** Listed entries follows **

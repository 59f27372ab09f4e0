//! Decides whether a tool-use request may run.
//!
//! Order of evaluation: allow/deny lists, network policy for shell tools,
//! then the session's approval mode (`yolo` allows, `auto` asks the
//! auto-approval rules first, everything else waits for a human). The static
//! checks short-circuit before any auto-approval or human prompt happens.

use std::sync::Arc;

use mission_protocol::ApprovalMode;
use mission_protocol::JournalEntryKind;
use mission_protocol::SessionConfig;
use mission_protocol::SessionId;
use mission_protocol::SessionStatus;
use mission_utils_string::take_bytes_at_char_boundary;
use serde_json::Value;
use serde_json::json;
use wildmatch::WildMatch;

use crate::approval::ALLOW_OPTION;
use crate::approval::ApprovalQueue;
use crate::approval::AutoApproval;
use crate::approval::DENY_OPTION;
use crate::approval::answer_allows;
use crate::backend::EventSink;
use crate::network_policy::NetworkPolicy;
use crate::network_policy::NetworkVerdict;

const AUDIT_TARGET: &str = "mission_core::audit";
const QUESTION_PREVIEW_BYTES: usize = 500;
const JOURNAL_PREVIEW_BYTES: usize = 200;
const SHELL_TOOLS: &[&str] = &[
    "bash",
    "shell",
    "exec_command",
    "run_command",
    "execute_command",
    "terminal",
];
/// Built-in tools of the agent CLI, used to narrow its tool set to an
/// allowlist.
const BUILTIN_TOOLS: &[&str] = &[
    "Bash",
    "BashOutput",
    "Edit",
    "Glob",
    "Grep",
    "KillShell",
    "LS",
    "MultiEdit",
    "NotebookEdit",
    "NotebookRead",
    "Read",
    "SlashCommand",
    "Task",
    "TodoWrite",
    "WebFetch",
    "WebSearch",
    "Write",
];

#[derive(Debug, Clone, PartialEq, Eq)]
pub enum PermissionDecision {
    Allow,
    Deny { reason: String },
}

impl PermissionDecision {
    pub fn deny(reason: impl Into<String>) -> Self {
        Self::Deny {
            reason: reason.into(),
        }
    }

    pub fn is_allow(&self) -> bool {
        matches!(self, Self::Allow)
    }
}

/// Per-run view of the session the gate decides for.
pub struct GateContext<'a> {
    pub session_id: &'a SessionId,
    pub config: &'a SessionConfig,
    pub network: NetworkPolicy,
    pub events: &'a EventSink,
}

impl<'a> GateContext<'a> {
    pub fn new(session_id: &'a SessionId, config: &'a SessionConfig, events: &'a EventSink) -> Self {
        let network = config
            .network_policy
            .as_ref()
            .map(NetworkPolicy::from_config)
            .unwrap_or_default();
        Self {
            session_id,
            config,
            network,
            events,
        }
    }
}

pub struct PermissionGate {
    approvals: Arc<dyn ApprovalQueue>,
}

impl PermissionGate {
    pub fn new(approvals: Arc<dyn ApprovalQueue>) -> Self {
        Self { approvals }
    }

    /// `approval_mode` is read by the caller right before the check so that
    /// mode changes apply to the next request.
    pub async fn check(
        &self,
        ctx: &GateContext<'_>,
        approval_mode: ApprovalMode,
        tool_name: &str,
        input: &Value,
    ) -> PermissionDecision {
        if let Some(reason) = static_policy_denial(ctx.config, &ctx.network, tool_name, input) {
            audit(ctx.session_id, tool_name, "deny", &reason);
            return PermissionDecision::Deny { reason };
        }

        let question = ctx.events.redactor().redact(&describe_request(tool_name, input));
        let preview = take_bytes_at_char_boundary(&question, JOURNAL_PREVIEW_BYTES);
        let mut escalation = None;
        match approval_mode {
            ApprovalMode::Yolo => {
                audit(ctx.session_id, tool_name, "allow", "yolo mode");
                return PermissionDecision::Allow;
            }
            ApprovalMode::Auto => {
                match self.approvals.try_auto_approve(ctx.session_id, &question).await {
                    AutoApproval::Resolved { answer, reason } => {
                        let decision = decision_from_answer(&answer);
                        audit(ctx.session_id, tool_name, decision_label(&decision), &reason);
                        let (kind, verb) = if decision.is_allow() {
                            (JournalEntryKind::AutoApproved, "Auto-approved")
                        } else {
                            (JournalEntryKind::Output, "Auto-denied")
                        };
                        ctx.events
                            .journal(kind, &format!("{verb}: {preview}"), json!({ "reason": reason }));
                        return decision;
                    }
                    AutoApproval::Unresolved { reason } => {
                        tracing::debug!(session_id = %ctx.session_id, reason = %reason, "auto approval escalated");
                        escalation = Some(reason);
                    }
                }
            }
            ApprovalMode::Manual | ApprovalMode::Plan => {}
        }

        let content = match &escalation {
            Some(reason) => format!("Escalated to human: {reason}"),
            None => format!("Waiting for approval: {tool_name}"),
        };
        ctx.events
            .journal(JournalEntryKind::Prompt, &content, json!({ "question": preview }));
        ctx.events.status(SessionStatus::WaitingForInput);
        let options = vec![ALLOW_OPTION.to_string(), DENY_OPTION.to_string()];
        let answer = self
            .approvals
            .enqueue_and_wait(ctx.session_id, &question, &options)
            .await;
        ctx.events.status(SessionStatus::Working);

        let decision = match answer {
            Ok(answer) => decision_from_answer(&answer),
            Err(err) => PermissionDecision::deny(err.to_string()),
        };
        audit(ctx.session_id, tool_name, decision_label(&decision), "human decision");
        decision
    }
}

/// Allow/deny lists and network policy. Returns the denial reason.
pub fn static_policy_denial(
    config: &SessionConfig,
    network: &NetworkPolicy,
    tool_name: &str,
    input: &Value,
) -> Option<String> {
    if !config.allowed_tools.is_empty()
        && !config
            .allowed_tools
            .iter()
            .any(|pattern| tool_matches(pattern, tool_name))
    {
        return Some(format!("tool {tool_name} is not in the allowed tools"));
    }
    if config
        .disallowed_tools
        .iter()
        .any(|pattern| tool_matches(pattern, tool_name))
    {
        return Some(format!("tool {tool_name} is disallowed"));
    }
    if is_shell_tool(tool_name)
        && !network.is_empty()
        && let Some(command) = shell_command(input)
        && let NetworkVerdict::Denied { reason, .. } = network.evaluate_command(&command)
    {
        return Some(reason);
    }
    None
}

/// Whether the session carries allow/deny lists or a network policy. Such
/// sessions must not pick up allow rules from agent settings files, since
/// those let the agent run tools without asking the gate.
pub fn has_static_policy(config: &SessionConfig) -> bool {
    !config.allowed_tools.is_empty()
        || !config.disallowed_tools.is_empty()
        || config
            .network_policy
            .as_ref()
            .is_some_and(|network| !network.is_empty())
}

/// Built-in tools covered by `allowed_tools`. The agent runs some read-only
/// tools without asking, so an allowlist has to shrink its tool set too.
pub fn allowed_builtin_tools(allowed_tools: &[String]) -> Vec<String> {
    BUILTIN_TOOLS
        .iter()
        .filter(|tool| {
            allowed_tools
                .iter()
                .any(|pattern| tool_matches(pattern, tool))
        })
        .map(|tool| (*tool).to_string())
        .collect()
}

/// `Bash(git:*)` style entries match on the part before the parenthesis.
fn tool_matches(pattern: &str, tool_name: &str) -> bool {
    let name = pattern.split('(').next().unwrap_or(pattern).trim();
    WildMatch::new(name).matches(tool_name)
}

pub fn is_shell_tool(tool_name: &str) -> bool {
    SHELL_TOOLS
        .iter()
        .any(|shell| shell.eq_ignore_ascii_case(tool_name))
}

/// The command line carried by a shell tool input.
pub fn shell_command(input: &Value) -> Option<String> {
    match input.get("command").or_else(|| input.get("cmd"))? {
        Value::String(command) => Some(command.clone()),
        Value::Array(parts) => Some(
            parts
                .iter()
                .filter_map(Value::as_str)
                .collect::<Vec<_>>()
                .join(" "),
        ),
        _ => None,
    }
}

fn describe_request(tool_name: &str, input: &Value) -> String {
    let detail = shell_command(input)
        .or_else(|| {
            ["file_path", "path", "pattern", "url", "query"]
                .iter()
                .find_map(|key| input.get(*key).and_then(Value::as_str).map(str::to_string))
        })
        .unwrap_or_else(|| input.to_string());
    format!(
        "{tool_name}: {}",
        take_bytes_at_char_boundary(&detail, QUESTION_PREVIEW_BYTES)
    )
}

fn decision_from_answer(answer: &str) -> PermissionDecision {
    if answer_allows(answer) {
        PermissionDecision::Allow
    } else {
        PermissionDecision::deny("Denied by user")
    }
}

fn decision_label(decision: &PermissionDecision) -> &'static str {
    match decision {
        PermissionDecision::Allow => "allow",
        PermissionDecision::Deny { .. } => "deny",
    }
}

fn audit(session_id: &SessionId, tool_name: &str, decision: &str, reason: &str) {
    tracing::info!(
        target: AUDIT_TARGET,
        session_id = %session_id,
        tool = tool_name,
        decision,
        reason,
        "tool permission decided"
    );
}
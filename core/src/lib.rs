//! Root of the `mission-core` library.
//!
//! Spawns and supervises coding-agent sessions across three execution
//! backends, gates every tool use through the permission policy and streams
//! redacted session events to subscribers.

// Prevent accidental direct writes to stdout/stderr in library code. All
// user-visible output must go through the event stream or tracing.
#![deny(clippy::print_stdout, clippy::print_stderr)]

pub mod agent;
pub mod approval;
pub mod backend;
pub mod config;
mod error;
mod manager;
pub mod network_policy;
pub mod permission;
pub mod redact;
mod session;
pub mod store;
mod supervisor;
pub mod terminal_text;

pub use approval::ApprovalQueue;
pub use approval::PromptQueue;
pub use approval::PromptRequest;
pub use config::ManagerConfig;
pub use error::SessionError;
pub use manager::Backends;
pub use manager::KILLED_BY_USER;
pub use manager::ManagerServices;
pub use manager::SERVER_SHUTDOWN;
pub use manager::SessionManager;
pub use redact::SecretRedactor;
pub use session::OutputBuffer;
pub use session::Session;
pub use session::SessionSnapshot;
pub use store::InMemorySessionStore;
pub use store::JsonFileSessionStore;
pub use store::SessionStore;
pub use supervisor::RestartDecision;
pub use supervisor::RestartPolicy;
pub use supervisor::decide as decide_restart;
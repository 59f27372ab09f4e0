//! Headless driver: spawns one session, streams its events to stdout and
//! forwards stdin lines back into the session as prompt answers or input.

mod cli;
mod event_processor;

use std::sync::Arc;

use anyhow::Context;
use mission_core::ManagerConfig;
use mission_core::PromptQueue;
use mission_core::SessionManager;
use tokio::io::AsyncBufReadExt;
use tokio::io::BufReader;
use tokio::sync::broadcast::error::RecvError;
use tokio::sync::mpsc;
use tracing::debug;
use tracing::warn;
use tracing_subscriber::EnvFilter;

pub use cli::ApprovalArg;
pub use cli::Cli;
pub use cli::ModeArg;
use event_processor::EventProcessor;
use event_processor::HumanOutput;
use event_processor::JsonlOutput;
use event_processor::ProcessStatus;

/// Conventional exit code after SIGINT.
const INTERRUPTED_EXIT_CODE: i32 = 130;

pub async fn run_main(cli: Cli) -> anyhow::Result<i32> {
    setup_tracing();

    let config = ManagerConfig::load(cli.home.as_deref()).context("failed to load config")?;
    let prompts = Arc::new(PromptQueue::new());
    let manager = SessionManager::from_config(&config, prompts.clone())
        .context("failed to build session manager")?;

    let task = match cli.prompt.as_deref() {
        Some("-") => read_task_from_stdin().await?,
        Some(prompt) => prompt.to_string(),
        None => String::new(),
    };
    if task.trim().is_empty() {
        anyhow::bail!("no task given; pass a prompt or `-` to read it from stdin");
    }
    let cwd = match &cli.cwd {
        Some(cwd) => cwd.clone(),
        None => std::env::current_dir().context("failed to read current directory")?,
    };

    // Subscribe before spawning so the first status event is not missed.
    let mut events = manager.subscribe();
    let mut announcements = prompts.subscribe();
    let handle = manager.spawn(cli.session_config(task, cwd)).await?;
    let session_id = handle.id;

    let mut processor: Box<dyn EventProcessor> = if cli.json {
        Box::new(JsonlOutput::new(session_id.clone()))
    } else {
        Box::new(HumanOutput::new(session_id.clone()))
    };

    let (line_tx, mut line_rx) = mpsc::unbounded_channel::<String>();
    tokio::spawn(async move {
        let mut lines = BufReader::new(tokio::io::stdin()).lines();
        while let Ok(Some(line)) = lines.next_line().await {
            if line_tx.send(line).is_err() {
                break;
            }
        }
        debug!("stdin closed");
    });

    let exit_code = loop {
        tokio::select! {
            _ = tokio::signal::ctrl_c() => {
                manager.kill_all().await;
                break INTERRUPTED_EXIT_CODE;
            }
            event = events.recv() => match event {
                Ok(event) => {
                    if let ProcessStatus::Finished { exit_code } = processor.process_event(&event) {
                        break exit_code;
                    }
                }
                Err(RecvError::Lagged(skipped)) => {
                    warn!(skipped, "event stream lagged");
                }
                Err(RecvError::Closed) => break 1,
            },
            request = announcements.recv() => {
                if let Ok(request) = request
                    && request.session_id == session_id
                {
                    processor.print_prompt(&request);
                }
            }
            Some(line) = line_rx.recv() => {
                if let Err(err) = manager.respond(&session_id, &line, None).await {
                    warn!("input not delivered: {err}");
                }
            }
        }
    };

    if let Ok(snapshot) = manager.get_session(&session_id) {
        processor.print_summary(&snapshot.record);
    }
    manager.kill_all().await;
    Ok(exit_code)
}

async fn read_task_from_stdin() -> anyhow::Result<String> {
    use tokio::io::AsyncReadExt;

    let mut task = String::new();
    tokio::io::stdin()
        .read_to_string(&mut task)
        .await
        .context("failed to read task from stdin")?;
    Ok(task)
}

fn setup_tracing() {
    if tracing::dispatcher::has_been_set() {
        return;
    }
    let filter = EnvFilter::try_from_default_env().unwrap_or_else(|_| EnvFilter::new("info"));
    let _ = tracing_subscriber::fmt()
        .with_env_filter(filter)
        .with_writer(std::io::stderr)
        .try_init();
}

** End of Listed entries **

→ Task to complete: All lines above holding the word "ManagerConfig" make up the answer; copy each one.

→ Reply:
pub use config::ManagerConfig;
use mission_core::ManagerConfig;
    let config = ManagerConfig::load(cli.home.as_deref()).context("failed to load config")?;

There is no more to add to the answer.